‘Bokuk’: parola bulgara che indica la spazzatura e questo il termine che usava un’organizzazione criminale per chiamare le sue vittime, donne sottoposte al loro “dominio”.

Giovani reclutate dalla Bulgaria e obbligate a prostituirsi in strada.

Ragazze tenute in schiavitù e pagate poco più di seimila euro ciascuna.

Sgominata dalla squadra mobile di Catania l’organizzazione, arrestate otto persone e notificato un obbligo di soggiorno. Un decimo indagato è al momento irreperibile.

Quattro bulgari sono stati condotti in carcere e quattro italiani agli arresti domiciliari.
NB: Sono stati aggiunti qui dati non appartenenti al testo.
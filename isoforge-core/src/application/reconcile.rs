// isoforge-core/src/application/reconcile.rs

// Fetch → normalize → merge → resolve depth → order → expand aliases.
// Pure with respect to the filesystem: the result is an in-memory plan
// the pipeline hands to the writer. Nothing in here aborts the run.

use std::collections::HashSet;
use tracing::{debug, info, instrument};

use crate::domain::emission::{
    LegacyCodeExpander, OrderingEngine, SubdivisionLine, TypeEntry, collect_types,
};
use crate::domain::identifier::clean_code;
use crate::domain::merge::{
    CountryMerger, SubdivisionNormalizer, select_currencies, union_subdivisions,
};
use crate::domain::reference::{Country, Currency};
use crate::domain::report::{Issue, RunReport};
use crate::domain::tables::ReferenceTables;
use crate::error::IsoforgeError;
use crate::ports::ReferenceSource;

/// The providers of one run.
pub struct PipelineSources<'s> {
    /// Standards body: naming and detail.
    pub primary: &'s dyn ReferenceSource,
    /// Gazetteer: existence and continent.
    pub secondary: &'s dyn ReferenceSource,
    /// Market-data sites, consulted for currency records only.
    pub markets: Vec<&'s dyn ReferenceSource>,
}

impl<'s> PipelineSources<'s> {
    pub fn new(primary: &'s dyn ReferenceSource, secondary: &'s dyn ReferenceSource) -> Self {
        Self {
            primary,
            secondary,
            markets: Vec::new(),
        }
    }

    pub fn with_markets(mut self, markets: Vec<&'s dyn ReferenceSource>) -> Self {
        self.markets = markets;
        self
    }
}

/// Ordered subdivision lines for one continent destination.
#[derive(Debug, Clone, PartialEq, Eq)]
pub struct ContinentFile {
    pub continent: String,
    pub lines: Vec<SubdivisionLine>,
}

impl ContinentFile {
    pub fn file_name(&self) -> String {
        format!("{}.txt", self.continent)
    }
}

/// Everything to emit, already in final order.
#[derive(Debug, Clone, Default)]
pub struct EmissionPlan {
    pub countries: Vec<Country>,
    pub continents: Vec<ContinentFile>,
    pub currencies: Vec<Currency>,
    pub subdivision_types: Vec<TypeEntry>,
}

impl EmissionPlan {
    pub fn subdivision_count(&self) -> usize {
        self.lines().filter(|l| !l.is_alias()).count()
    }

    pub fn alias_count(&self) -> usize {
        self.lines().filter(|l| l.is_alias()).count()
    }

    fn lines(&self) -> impl Iterator<Item = &SubdivisionLine> {
        self.continents.iter().flat_map(|c| c.lines.iter())
    }
}

#[instrument(skip_all)]
pub fn reconcile(
    sources: &PipelineSources<'_>,
    tables: &ReferenceTables,
    unassigned_continent: &str,
    report: &mut RunReport,
) -> EmissionPlan {
    // 1. COUNTRIES
    println!("🌐 Merging countries...");
    let primary_raw = or_report(
        sources.primary.name(),
        "countries",
        sources.primary.countries(),
        report,
    );
    let secondary_raw = or_report(
        sources.secondary.name(),
        "countries",
        sources.secondary.countries(),
        report,
    );
    let primary_codes: HashSet<String> = primary_raw.iter().map(|c| clean_code(&c.code)).collect();
    let countries = CountryMerger::new(tables).merge(primary_raw, secondary_raw, report);
    info!(countries = countries.len(), "Countries merged");

    // 2. SUBDIVISIONS
    // The primary source only knows its own countries; the gazetteer is asked for all of them.
    println!("🗺️  Collecting subdivisions...");
    let normalizer = SubdivisionNormalizer::new(&tables.type_aliases);
    let mut primary_subdivisions = Vec::new();
    let mut secondary_subdivisions = Vec::new();
    for country in &countries {
        let item = format!("subdivisions of {}", country.code);
        if primary_codes.contains(&country.code) {
            let rows = or_report(
                sources.primary.name(),
                &item,
                sources.primary.subdivisions(country),
                report,
            );
            primary_subdivisions.extend(normalizer.normalize_all(country, rows));
        }
        let rows = or_report(
            sources.secondary.name(),
            &item,
            sources.secondary.subdivisions(country),
            report,
        );
        secondary_subdivisions.extend(normalizer.normalize_all(country, rows));
    }
    let subdivisions = union_subdivisions(primary_subdivisions, secondary_subdivisions);
    info!(subdivisions = subdivisions.len(), "Subdivisions merged");

    // 3. ORDER + ALIASES, per continent
    println!("🧠 Ordering subdivisions by continent, country and depth...");
    let expander = LegacyCodeExpander::new(&tables.renames);
    let continents: Vec<ContinentFile> =
        OrderingEngine::group_by_continent(&countries, subdivisions, unassigned_continent)
            .into_iter()
            .map(|group| {
                let ordered = OrderingEngine::order_continent(group.subdivisions, report);
                ContinentFile {
                    continent: group.continent,
                    lines: expander.expand(ordered),
                }
            })
            .collect();
    // Types of the emitted lines, once retired records are dropped
    let subdivision_types = collect_types(
        continents
            .iter()
            .flat_map(|file| file.lines.iter().map(|line| &line.subdivision)),
    );
    debug!(types = subdivision_types.len(), "Subdivision types collected");

    // 4. CURRENCIES (primary first, then market sites)
    println!("💱 Selecting currencies...");
    let mut candidates = or_report(
        sources.primary.name(),
        "currencies",
        sources.primary.currencies(),
        report,
    );
    for market in &sources.markets {
        candidates.extend(or_report(
            market.name(),
            "currencies",
            market.currencies(),
            report,
        ));
    }
    let currencies =
        OrderingEngine::order_currencies(select_currencies(candidates, &countries, report));

    EmissionPlan {
        countries: OrderingEngine::order_countries(&countries),
        continents,
        currencies,
        subdivision_types,
    }
}

/// A failed or empty fetch degrades to an empty list and a `SourceUnavailable` issue.
fn or_report<T>(
    source: &str,
    item: &str,
    fetched: Result<Vec<T>, IsoforgeError>,
    report: &mut RunReport,
) -> Vec<T> {
    let detail = match fetched {
        Ok(records) if !records.is_empty() => {
            debug!(source, item, records = records.len(), "Fetched");
            return records;
        }
        Ok(_) => "empty result".to_string(),
        Err(e) => e.to_string(),
    };
    report.record(Issue::SourceUnavailable {
        source: source.to_string(),
        item: item.to_string(),
        detail,
    });
    Vec::new()
}

#[cfg(test)]
#[allow(clippy::unwrap_used)]
mod tests {
    use super::*;
    use crate::domain::reference::{RawCountry, RawSubdivision};
    use crate::domain::tables::{RenameEntry, RenameTable};
    use std::collections::HashMap;

    #[derive(Default)]
    struct MemorySource {
        name: &'static str,
        countries: Vec<RawCountry>,
        subdivisions: HashMap<&'static str, Vec<RawSubdivision>>,
        currencies: Vec<Currency>,
    }

    impl ReferenceSource for MemorySource {
        fn name(&self) -> &str {
            self.name
        }

        fn countries(&self) -> Result<Vec<RawCountry>, IsoforgeError> {
            Ok(self.countries.clone())
        }

        fn subdivisions(&self, country: &Country) -> Result<Vec<RawSubdivision>, IsoforgeError> {
            self.subdivisions
                .get(country.code.as_str())
                .cloned()
                .ok_or_else(|| IsoforgeError::InternalError(format!("no page for {}", country.code)))
        }

        fn currencies(&self) -> Result<Vec<Currency>, IsoforgeError> {
            Ok(self.currencies.clone())
        }
    }

    fn country(code: &str, continent: &str, currency: Option<&str>) -> RawCountry {
        RawCountry {
            code: code.to_string(),
            name: code.to_string(),
            continent: continent.to_string(),
            currency: currency.map(String::from),
        }
    }

    fn row(code: &str, kind: &str, parent: Option<&str>) -> RawSubdivision {
        RawSubdivision {
            code: code.to_string(),
            name: code.to_string(),
            kind: kind.to_string(),
            parent: parent.map(String::from),
            language: None,
        }
    }

    fn currency(code: &str, deprecated: bool) -> Currency {
        Currency {
            code: code.to_string(),
            name: code.to_string(),
            symbol: String::new(),
            deprecated,
        }
    }

    fn codes(file: &ContinentFile) -> Vec<&str> {
        file.lines
            .iter()
            .map(|l| l.subdivision.code.as_str())
            .collect()
    }

    fn sources() -> (MemorySource, MemorySource, MemorySource) {
        let primary = MemorySource {
            name: "iso",
            countries: vec![country("FR", "", None), country("US", "", None)],
            subdivisions: HashMap::from([
                (
                    "FR",
                    vec![
                        row("FR-75", "Metropolitan department", Some("FR-IDF")),
                        row("FR-IDF", "Metropolitan region", None),
                        row("FR-GES", "Metropolitan region", None),
                    ],
                ),
                (
                    "US",
                    vec![row("US-LA", "State", Some("US-CA")), row("US-CA", "State", None)],
                ),
            ]),
            currencies: vec![currency("EUR", false), currency("FRF", true)],
        };
        let secondary = MemorySource {
            name: "geonames",
            countries: vec![
                country("FR", "C_EU", Some("EUR")),
                country("US", "C_NA", Some("USD")),
                country("AQ", "C_AN", None),
            ],
            subdivisions: HashMap::from([
                ("FR", vec![row("FR-IDF", "Region", None), row("FR-A", "Region", None)]),
                ("US", vec![]),
            ]),
            ..MemorySource::default()
        };
        let market = MemorySource {
            name: "ifcmarkets",
            currencies: vec![currency("USD", false), currency("XBT", false)],
            ..MemorySource::default()
        };
        (primary, secondary, market)
    }

    #[test]
    fn test_reconcile_end_to_end() -> anyhow::Result<()> {
        let (primary, secondary, market) = sources();
        let tables = ReferenceTables {
            renames: RenameTable::new(vec![RenameEntry {
                deprecated: "FR-A".to_string(),
                current: "FR-GES".to_string(),
            }])?,
            ..ReferenceTables::default()
        };
        let mut report = RunReport::default();

        let plan = reconcile(
            &PipelineSources::new(&primary, &secondary)
                .with_markets(vec![&market as &dyn ReferenceSource]),
            &tables,
            "unassigned",
            &mut report,
        );

        let country_codes: Vec<&str> = plan.countries.iter().map(|c| c.code.as_str()).collect();
        assert_eq!(country_codes, vec!["AQ", "FR", "US"]);

        let continents: Vec<&str> = plan.continents.iter().map(|c| c.continent.as_str()).collect();
        assert_eq!(continents, vec!["C_EU", "C_NA"]);

        // FR-A is superseded by the alias line emitted right after FR-GES
        assert_eq!(
            codes(&plan.continents[0]),
            vec!["FR-GES", "FR-A", "FR-IDF", "FR-75"]
        );
        assert_eq!(
            plan.continents[0].lines[1].alias_of.as_deref(),
            Some("FR-GES")
        );
        // primary wins the FR-IDF tie
        assert_eq!(plan.continents[0].lines[2].subdivision.kind, "metropolitan region");
        assert_eq!(codes(&plan.continents[1]), vec!["US-CA", "US-LA"]);
        assert_eq!(plan.subdivision_count(), 5);
        assert_eq!(plan.alias_count(), 1);

        // "region" only came from the superseded FR-A record of the gazetteer
        let types: Vec<&str> = plan.subdivision_types.iter().map(|t| t.kind.as_str()).collect();
        assert_eq!(
            types,
            vec!["metropolitan department", "metropolitan region", "state"]
        );

        let currency_codes: Vec<&str> = plan.currencies.iter().map(|c| c.code.as_str()).collect();
        assert_eq!(currency_codes, vec!["EUR", "FRF", "USD"]);

        // AQ has no subdivision page at the gazetteer; US returned an empty list
        assert_eq!(report.issues.len(), 2);
        assert!(report.issues.iter().all(|i| matches!(i, Issue::SourceUnavailable { .. })));
        Ok(())
    }

    #[test]
    fn test_unavailable_primary_degrades_to_secondary() {
        let (_, secondary, _) = sources();
        let empty = MemorySource {
            name: "iso",
            ..MemorySource::default()
        };
        let mut report = RunReport::default();

        let plan = reconcile(
            &PipelineSources::new(&empty, &secondary),
            &ReferenceTables::default(),
            "unassigned",
            &mut report,
        );

        assert_eq!(plan.countries.len(), 3);
        assert_eq!(codes(&plan.continents[0]), vec!["FR-A", "FR-IDF"]);
        assert!(report.issues.iter().any(|i| matches!(
            i,
            Issue::SourceUnavailable { source, item, .. } if source == "iso" && item == "countries"
        )));
    }
}
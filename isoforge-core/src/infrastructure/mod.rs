// isoforge-core/src/infrastructure/mod.rs

pub mod adapters;
pub mod config;
pub mod error;
pub mod fs;
pub mod render;
// isoforge-core/src/application/writer.rs

use std::path::PathBuf;
use tracing::info;

use crate::domain::report::{Issue, RunReport};
use crate::error::IsoforgeError;
use crate::infrastructure::fs::write_lines;

/// Writes one line per record to a named file under the target directory.
pub struct OutputWriter {
    target_dir: PathBuf,
}

impl OutputWriter {
    pub fn new(target_dir: impl Into<PathBuf>) -> Self {
        Self {
            target_dir: target_dir.into(),
        }
    }

    /// Every record is serialized before anything touches the disk. A failure
    /// (serialization or IO) aborts this file only: it is reported as
    /// `WriteFailed` and `None` is returned.
    pub fn write<R, F>(
        &self,
        file_name: &str,
        records: &[R],
        serialize: F,
        report: &mut RunReport,
    ) -> Option<PathBuf>
    where
        F: Fn(&R) -> Result<String, IsoforgeError>,
    {
        let result = records
            .iter()
            .map(&serialize)
            .collect::<Result<Vec<String>, IsoforgeError>>()
            .and_then(|lines| {
                write_lines(&self.target_dir, file_name, &lines).map_err(IsoforgeError::from)
            });

        match result {
            Ok(path) => {
                info!(file = file_name, lines = records.len(), "File written");
                report.files.push(file_name.to_string());
                Some(path)
            }
            Err(e) => {
                report.record(Issue::WriteFailed {
                    file: file_name.to_string(),
                    detail: e.to_string(),
                });
                None
            }
        }
    }
}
I reati ipotizzati, a vario titolo, sono tratta di persone, riduzione in schiavitù, associazione per delinquere finalizzata allo sfruttamento della prostituzione, aggravati dalla transnazionalità.

Le indagini sono partite nel giugno del 2020 dopo la denuncia di due bulgare nei confronti di una straniera che pretendeva pagassero a lei il cosiddetto ‘joint’, lo spazio che occupavano in strada, vicino alla stazione ferroviaria di Catania, dove erano solite prostituirsi.

Le vittime, dopo il ‘reclutamento’, erano alloggiate in abitazioni fatiscenti nel quartiere San Cocimo in pessime condizioni igieniche, private di ogni libertà e dei documenti di identità e sfamate con lo stretto necessario per farle sopravvivere.

Le donne, sottoposte a percosse e soprusi, garantivano al gruppo criminale un introito costante di circa 1.400 euro a settimana ciascuna, costrette a prostituirsi ogni giorno dalle 19 alle 4:30, anche durante le restrizioni imposte dalla pandemia.

Tra di loro c’era anche una ragazza particolarmente vulnerabile, perché affetta da un grave handicap. “La giovane donna” – spiega la Dda – “era maltrattata dall’intero gruppo sodalizio, che, approfittando dell’estrema sua vulnerabilità la costringeva non solo a prostituirsi, ma anche a svolgere mansioni domestiche, cucinare, svegliandola in alcuni casi in piena notte e vessandola con violenze fisiche e verbali indescrivibili”.

L’organizzazione criminale, capeggiata dalla coppia Emil Milanov e Milena Milanova, seguiva un preciso organigramma con assegnazioni di ruoli e compiti, attraverso il contributo e la collaborazione operativa di italiani e bulgari, con mansioni di controllo e di accompagnamento delle vittime sul luogo in cui erano costrette a prostituirsi.